*Dataset entries*.
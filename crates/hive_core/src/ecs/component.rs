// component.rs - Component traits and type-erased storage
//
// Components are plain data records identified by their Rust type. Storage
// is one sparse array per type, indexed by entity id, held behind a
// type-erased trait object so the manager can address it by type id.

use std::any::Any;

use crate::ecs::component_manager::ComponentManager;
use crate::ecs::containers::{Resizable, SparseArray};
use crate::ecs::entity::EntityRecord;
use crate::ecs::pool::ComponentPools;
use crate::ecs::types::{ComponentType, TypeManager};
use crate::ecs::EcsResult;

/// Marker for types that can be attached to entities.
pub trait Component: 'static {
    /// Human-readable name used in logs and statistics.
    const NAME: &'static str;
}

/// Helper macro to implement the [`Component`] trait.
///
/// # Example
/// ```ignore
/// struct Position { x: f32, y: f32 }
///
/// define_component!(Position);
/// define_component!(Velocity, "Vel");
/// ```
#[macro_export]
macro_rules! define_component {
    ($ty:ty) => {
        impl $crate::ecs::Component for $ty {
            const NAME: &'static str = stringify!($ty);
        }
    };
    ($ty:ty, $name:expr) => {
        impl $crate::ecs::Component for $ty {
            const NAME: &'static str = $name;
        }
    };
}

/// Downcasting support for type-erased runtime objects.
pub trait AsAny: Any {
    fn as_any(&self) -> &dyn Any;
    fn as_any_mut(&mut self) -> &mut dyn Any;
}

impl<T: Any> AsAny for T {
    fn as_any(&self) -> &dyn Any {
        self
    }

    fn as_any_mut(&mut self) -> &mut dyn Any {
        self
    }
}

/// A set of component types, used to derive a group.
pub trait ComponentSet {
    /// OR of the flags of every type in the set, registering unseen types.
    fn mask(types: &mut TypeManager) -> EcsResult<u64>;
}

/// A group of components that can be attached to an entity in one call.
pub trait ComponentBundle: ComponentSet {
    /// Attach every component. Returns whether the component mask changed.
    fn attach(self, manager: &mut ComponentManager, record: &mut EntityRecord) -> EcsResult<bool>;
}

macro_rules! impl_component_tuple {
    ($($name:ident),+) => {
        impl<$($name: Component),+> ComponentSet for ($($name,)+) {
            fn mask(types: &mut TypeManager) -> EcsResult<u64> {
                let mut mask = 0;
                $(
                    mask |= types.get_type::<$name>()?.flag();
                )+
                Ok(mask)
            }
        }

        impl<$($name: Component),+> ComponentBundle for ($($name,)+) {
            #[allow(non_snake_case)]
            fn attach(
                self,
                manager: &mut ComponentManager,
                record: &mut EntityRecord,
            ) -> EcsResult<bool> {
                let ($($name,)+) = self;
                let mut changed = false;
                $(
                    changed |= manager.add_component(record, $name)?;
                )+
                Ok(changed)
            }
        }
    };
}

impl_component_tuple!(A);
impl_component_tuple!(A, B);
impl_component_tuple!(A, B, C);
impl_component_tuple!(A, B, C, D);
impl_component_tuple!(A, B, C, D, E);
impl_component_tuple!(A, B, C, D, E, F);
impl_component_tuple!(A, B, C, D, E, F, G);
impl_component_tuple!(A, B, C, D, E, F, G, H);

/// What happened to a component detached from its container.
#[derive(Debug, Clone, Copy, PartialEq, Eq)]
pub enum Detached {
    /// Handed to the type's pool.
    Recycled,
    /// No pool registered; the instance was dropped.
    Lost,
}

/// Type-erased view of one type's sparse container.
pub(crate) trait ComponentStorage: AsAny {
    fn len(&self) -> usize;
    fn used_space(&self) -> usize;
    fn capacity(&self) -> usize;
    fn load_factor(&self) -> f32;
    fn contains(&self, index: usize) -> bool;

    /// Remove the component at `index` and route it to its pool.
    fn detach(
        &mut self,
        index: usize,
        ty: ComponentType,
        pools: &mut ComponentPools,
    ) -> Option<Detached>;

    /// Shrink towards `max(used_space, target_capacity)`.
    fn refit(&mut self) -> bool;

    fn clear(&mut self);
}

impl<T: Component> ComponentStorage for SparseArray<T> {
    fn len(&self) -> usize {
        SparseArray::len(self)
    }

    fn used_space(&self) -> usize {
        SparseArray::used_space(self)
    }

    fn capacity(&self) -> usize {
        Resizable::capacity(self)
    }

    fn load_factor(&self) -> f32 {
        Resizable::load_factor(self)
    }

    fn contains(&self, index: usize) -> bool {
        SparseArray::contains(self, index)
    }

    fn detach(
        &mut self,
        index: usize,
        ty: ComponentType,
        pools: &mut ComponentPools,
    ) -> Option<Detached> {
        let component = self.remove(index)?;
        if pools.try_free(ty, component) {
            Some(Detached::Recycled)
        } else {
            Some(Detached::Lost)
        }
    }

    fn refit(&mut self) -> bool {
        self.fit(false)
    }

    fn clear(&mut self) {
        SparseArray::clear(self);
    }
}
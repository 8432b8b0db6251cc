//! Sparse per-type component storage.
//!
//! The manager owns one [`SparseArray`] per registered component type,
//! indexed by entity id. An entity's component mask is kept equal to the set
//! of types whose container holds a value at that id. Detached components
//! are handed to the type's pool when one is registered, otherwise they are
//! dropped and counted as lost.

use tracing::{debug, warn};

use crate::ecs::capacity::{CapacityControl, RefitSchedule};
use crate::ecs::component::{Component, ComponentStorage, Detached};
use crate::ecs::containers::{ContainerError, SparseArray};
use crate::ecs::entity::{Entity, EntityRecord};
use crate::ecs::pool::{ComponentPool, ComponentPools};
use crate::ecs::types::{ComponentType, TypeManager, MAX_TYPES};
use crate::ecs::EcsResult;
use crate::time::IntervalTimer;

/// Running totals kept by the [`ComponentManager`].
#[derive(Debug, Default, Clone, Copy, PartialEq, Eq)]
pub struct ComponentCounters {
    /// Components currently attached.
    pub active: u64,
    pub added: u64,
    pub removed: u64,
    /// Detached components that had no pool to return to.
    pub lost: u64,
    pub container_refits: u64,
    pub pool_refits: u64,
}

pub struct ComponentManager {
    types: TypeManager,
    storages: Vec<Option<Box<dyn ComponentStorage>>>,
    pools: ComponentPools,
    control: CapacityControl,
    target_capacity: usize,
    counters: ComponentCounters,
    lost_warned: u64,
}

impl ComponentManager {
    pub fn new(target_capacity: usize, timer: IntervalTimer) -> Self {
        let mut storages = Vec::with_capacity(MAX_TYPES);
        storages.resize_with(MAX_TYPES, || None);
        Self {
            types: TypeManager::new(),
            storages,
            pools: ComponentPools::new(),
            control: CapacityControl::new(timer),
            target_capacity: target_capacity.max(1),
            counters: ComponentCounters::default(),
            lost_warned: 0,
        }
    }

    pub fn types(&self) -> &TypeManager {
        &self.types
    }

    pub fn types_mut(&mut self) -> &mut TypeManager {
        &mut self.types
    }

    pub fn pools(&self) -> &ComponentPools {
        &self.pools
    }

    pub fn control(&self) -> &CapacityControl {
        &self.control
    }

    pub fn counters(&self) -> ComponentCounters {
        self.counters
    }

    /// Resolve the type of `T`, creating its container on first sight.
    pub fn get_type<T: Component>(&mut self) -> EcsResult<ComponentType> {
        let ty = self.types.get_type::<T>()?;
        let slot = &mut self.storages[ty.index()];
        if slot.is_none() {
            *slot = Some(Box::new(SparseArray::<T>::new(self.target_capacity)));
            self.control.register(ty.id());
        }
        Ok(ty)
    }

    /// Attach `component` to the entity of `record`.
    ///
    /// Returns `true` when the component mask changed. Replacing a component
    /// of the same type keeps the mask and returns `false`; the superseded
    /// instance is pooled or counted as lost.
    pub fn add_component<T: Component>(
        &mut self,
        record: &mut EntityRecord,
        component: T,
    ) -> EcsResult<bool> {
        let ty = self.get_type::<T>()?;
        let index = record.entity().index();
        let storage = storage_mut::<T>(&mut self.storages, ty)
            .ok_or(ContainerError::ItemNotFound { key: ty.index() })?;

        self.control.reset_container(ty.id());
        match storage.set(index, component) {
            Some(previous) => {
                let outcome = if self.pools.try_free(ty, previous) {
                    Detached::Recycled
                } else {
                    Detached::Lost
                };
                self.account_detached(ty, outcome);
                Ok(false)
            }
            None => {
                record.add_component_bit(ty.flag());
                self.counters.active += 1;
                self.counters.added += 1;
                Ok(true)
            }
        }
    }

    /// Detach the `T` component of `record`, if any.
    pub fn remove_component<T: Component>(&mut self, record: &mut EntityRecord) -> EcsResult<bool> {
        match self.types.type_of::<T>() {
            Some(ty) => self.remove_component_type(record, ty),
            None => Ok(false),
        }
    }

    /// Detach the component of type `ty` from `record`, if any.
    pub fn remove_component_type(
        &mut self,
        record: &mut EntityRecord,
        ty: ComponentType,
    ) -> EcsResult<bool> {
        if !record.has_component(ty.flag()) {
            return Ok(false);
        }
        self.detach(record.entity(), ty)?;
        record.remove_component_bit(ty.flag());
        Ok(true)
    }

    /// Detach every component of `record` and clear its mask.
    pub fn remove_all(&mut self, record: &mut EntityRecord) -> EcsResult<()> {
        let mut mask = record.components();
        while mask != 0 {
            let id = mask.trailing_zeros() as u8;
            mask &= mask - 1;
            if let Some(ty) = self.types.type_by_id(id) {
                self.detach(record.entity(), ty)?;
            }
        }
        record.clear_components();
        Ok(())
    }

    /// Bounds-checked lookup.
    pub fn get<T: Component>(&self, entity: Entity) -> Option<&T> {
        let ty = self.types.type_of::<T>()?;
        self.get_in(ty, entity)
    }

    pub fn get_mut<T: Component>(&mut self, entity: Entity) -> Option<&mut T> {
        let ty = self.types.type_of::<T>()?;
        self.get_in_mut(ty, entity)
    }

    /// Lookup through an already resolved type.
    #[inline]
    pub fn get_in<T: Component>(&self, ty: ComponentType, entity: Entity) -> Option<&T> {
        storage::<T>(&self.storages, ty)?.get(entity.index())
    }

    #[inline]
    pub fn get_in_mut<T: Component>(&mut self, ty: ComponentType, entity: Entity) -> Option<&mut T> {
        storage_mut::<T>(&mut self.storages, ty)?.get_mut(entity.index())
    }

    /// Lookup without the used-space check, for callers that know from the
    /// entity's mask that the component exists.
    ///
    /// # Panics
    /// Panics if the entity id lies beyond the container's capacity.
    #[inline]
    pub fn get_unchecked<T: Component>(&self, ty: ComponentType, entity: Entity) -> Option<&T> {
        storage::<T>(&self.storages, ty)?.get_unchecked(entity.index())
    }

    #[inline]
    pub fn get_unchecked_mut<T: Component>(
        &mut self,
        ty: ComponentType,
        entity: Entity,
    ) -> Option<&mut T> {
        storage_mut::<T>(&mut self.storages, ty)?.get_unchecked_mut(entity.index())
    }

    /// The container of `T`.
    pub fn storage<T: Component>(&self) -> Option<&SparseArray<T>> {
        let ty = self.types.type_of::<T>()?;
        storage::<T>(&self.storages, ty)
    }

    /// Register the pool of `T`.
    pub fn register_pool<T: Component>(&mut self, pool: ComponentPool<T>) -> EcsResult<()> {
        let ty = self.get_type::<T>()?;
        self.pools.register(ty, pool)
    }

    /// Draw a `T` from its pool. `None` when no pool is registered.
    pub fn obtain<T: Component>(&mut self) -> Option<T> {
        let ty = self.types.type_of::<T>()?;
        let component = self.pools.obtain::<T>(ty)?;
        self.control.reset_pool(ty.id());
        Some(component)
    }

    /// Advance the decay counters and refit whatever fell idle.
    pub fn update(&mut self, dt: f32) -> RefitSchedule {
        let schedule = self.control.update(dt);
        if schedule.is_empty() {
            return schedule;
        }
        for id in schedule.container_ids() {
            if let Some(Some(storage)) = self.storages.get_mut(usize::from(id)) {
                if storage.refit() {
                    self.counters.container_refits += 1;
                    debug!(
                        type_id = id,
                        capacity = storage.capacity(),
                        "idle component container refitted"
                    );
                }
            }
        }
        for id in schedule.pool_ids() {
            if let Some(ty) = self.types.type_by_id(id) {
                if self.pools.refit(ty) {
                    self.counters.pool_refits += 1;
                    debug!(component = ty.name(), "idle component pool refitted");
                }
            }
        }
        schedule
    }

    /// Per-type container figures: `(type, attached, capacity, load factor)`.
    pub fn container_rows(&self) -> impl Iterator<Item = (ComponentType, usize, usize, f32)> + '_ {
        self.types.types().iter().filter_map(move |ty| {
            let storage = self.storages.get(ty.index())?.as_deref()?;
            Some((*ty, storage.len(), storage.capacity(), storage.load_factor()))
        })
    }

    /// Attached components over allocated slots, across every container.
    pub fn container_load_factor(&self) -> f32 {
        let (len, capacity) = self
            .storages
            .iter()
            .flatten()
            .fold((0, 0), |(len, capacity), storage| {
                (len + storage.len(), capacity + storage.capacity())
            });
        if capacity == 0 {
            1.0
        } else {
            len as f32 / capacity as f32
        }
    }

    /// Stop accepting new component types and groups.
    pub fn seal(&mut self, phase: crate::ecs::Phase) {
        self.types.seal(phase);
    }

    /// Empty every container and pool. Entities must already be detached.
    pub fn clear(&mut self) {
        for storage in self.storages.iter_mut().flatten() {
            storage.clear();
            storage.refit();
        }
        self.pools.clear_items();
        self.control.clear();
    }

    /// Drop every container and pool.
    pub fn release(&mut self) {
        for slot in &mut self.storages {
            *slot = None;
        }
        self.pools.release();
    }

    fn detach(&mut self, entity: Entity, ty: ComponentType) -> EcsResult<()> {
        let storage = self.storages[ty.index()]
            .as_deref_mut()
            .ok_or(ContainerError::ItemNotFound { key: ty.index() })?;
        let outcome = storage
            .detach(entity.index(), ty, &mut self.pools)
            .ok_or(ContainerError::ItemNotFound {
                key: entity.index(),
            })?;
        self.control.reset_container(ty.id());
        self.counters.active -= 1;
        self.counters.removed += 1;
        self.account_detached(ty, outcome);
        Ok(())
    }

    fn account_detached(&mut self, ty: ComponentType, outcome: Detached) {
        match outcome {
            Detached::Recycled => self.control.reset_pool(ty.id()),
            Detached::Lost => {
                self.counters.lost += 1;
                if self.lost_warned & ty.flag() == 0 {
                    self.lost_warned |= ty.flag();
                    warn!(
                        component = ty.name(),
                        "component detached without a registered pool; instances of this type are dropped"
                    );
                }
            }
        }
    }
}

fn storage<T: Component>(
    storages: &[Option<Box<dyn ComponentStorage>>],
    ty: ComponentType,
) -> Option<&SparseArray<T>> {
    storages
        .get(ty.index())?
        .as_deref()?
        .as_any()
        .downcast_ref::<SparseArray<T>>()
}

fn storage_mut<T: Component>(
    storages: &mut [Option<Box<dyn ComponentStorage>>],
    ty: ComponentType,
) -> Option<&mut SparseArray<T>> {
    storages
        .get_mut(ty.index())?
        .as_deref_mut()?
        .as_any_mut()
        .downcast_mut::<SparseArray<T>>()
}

*What you need to do*.
Going through the entries, return every line holding the word "Position".

*Response to this exercise*.
/// struct Position { x: f32, y: f32 }
/// define_component!(Position);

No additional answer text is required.